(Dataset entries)
-------

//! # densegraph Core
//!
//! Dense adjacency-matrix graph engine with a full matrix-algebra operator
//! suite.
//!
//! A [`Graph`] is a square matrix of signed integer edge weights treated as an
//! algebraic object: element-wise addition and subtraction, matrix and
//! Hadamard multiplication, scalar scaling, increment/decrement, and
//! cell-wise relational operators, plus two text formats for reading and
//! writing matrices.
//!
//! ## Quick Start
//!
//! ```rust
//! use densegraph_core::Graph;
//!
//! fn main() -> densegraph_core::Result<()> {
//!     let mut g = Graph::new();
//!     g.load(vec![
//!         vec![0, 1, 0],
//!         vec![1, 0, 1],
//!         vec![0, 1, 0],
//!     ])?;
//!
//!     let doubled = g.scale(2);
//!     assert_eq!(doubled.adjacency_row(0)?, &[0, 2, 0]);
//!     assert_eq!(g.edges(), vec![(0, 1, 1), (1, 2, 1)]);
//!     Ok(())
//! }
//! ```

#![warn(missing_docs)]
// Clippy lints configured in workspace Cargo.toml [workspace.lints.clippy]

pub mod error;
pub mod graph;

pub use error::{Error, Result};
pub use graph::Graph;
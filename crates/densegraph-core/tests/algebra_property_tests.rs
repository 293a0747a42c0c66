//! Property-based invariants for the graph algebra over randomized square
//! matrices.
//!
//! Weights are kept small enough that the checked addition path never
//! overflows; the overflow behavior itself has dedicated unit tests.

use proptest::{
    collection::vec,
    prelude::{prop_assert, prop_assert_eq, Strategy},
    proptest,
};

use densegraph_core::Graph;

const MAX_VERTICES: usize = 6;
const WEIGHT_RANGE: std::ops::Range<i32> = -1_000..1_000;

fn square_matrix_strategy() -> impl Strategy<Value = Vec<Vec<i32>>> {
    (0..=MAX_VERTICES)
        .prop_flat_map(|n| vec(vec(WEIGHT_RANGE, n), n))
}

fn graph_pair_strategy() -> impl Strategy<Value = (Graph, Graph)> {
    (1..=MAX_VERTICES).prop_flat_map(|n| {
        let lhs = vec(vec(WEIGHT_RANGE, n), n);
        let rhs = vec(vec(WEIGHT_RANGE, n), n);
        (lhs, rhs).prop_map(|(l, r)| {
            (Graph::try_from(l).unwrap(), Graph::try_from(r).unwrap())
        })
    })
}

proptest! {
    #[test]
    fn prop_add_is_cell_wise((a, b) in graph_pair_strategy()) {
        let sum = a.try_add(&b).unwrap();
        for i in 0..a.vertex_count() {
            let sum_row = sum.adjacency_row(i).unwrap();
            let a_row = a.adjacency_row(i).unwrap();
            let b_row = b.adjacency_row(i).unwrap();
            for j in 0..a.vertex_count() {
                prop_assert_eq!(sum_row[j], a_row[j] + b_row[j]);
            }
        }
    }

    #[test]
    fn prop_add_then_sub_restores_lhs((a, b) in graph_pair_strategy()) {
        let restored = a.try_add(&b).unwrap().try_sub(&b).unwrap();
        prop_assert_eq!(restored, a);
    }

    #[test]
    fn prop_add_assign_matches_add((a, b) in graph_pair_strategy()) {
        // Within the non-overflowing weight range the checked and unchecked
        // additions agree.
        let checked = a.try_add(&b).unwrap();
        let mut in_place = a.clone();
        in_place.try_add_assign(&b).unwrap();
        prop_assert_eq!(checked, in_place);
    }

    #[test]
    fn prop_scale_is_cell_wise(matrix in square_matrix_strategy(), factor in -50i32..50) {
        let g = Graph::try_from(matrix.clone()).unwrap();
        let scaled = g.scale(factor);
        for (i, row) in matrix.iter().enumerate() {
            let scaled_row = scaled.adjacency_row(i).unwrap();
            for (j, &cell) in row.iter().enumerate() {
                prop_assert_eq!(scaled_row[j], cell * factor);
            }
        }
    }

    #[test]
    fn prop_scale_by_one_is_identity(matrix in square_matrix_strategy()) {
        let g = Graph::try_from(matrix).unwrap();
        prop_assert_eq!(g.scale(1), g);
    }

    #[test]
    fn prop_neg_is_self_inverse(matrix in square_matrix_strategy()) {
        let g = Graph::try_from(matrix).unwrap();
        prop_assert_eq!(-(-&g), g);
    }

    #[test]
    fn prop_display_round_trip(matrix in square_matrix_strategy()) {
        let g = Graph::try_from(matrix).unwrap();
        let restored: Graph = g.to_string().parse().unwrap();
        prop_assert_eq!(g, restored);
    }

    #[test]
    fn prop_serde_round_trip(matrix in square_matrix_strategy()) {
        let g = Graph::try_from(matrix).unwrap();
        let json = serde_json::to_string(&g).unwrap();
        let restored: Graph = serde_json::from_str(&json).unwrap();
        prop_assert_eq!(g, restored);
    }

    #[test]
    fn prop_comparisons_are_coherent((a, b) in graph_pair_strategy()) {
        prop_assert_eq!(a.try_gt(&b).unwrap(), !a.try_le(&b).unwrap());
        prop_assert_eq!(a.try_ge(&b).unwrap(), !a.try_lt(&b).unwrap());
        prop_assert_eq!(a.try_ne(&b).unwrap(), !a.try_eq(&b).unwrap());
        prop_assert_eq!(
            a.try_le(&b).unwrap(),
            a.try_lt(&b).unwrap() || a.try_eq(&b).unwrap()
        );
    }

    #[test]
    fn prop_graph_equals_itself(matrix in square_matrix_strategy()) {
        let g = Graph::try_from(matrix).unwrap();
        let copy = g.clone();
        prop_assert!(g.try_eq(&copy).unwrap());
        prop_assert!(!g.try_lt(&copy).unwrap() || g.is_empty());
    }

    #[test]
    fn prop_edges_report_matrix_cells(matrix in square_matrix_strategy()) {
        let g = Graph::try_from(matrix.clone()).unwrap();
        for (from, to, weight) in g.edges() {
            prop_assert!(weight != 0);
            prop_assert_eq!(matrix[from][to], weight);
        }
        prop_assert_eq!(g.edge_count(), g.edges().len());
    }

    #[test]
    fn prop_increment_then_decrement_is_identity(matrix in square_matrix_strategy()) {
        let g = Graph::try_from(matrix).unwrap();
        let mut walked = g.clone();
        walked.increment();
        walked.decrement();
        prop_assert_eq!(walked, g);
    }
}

-------

Every line above must be repeated exactly as it appears.

Task result:
//! # densegraph Core
//!
//! Dense adjacency-matrix graph engine with a full matrix-algebra operator
//! suite.
//!
//! A [`Graph`] is a square matrix of signed integer edge weights treated as an
//! algebraic object: element-wise addition and subtraction, matrix and
//! Hadamard multiplication, scalar scaling, increment/decrement, and
//! cell-wise relational operators, plus two text formats for reading and
//! writing matrices.
//!
//! ## Quick Start
//!
//! ```rust
//! use densegraph_core::Graph;
//!
//! fn main() -> densegraph_core::Result<()> {
//!     let mut g = Graph::new();
//!     g.load(vec![
//!         vec![0, 1, 0],
//!         vec![1, 0, 1],
//!         vec![0, 1, 0],
//!     ])?;
//!
//!     let doubled = g.scale(2);
//!     assert_eq!(doubled.adjacency_row(0)?, &[0, 2, 0]);
//!     assert_eq!(g.edges(), vec![(0, 1, 1), (1, 2, 1)]);
//!     Ok(())
//! }
//! ```

#![warn(missing_docs)]
// Clippy lints configured in workspace Cargo.toml [workspace.lints.clippy]

pub mod error;
pub mod graph;

pub use error::{Error, Result};
pub use graph::Graph;
filename crates/densegraph-core/tests/algebra_property_tests.rs
repository 293a0747a42c0c66
//! Property-based invariants for the graph algebra over randomized square
//! matrices.
//!
//! Weights are kept small enough that the checked addition path never
//! overflows; the overflow behavior itself has dedicated unit tests.

use proptest::{
    collection::vec,
    prelude::{prop_assert, prop_assert_eq, Strategy},
    proptest,
};

use densegraph_core::Graph;

const MAX_VERTICES: usize = 6;
const WEIGHT_RANGE: std::ops::Range<i32> = -1_000..1_000;

fn square_matrix_strategy() -> impl Strategy<Value = Vec<Vec<i32>>> {
    (0..=MAX_VERTICES)
        .prop_flat_map(|n| vec(vec(WEIGHT_RANGE, n), n))
}

fn graph_pair_strategy() -> impl Strategy<Value = (Graph, Graph)> {
    (1..=MAX_VERTICES).prop_flat_map(|n| {
        let lhs = vec(vec(WEIGHT_RANGE, n), n);
        let rhs = vec(vec(WEIGHT_RANGE, n), n);
        (lhs, rhs).prop_map(|(l, r)| {
            (Graph::try_from(l).unwrap(), Graph::try_from(r).unwrap())
        })
    })
}

proptest! {
    #[test]
    fn prop_add_is_cell_wise((a, b) in graph_pair_strategy()) {
        let sum = a.try_add(&b).unwrap();
        for i in 0..a.vertex_count() {
            let sum_row = sum.adjacency_row(i).unwrap();
            let a_row = a.adjacency_row(i).unwrap();
            let b_row = b.adjacency_row(i).unwrap();
            for j in 0..a.vertex_count() {
                prop_assert_eq!(sum_row[j], a_row[j] + b_row[j]);
            }
        }
    }

    #[test]
    fn prop_add_then_sub_restores_lhs((a, b) in graph_pair_strategy()) {
        let restored = a.try_add(&b).unwrap().try_sub(&b).unwrap();
        prop_assert_eq!(restored, a);
    }

    #[test]
    fn prop_add_assign_matches_add((a, b) in graph_pair_strategy()) {
        // Within the non-overflowing weight range the checked and unchecked
        // additions agree.
        let checked = a.try_add(&b).unwrap();
        let mut in_place = a.clone();
        in_place.try_add_assign(&b).unwrap();
        prop_assert_eq!(checked, in_place);
    }

    #[test]
    fn prop_scale_is_cell_wise(matrix in square_matrix_strategy(), factor in -50i32..50) {
        let g = Graph::try_from(matrix.clone()).unwrap();
        let scaled = g.scale(factor);
        for (i, row) in matrix.iter().enumerate() {
            let scaled_row = scaled.adjacency_row(i).unwrap();
            for (j, &cell) in row.iter().enumerate() {
                prop_assert_eq!(scaled_row[j], cell * factor);
            }
        }
    }

    #[test]
    fn prop_scale_by_one_is_identity(matrix in square_matrix_strategy()) {
        let g = Graph::try_from(matrix).unwrap();
        prop_assert_eq!(g.scale(1), g);
    }

    #[test]
    fn prop_neg_is_self_inverse(matrix in square_matrix_strategy()) {
        let g = Graph::try_from(matrix).unwrap();
        prop_assert_eq!(-(-&g), g);
    }

    #[test]
    fn prop_display_round_trip(matrix in square_matrix_strategy()) {
        let g = Graph::try_from(matrix).unwrap();
        let restored: Graph = g.to_string().parse().unwrap();
        prop_assert_eq!(g, restored);
    }

    #[test]
    fn prop_serde_round_trip(matrix in square_matrix_strategy()) {
        let g = Graph::try_from(matrix).unwrap();
        let json = serde_json::to_string(&g).unwrap();
        let restored: Graph = serde_json::from_str(&json).unwrap();
        prop_assert_eq!(g, restored);
    }

    #[test]
    fn prop_comparisons_are_coherent((a, b) in graph_pair_strategy()) {
        prop_assert_eq!(a.try_gt(&b).unwrap(), !a.try_le(&b).unwrap());
        prop_assert_eq!(a.try_ge(&b).unwrap(), !a.try_lt(&b).unwrap());
        prop_assert_eq!(a.try_ne(&b).unwrap(), !a.try_eq(&b).unwrap());
        prop_assert_eq!(
            a.try_le(&b).unwrap(),
            a.try_lt(&b).unwrap() || a.try_eq(&b).unwrap()
        );
    }

    #[test]
    fn prop_graph_equals_itself(matrix in square_matrix_strategy()) {
        let g = Graph::try_from(matrix).unwrap();
        let copy = g.clone();
        prop_assert!(g.try_eq(&copy).unwrap());
        prop_assert!(!g.try_lt(&copy).unwrap() || g.is_empty());
    }

    #[test]
    fn prop_edges_report_matrix_cells(matrix in square_matrix_strategy()) {
        let g = Graph::try_from(matrix.clone()).unwrap();
        for (from, to, weight) in g.edges() {
            prop_assert!(weight != 0);
            prop_assert_eq!(matrix[from][to], weight);
        }
        prop_assert_eq!(g.edge_count(), g.edges().len());
    }

    #[test]
    fn prop_increment_then_decrement_is_identity(matrix in square_matrix_strategy()) {
        let g = Graph::try_from(matrix).unwrap();
        let mut walked = g.clone();
        walked.increment();
        walked.decrement();
        prop_assert_eq!(walked, g);
    }
}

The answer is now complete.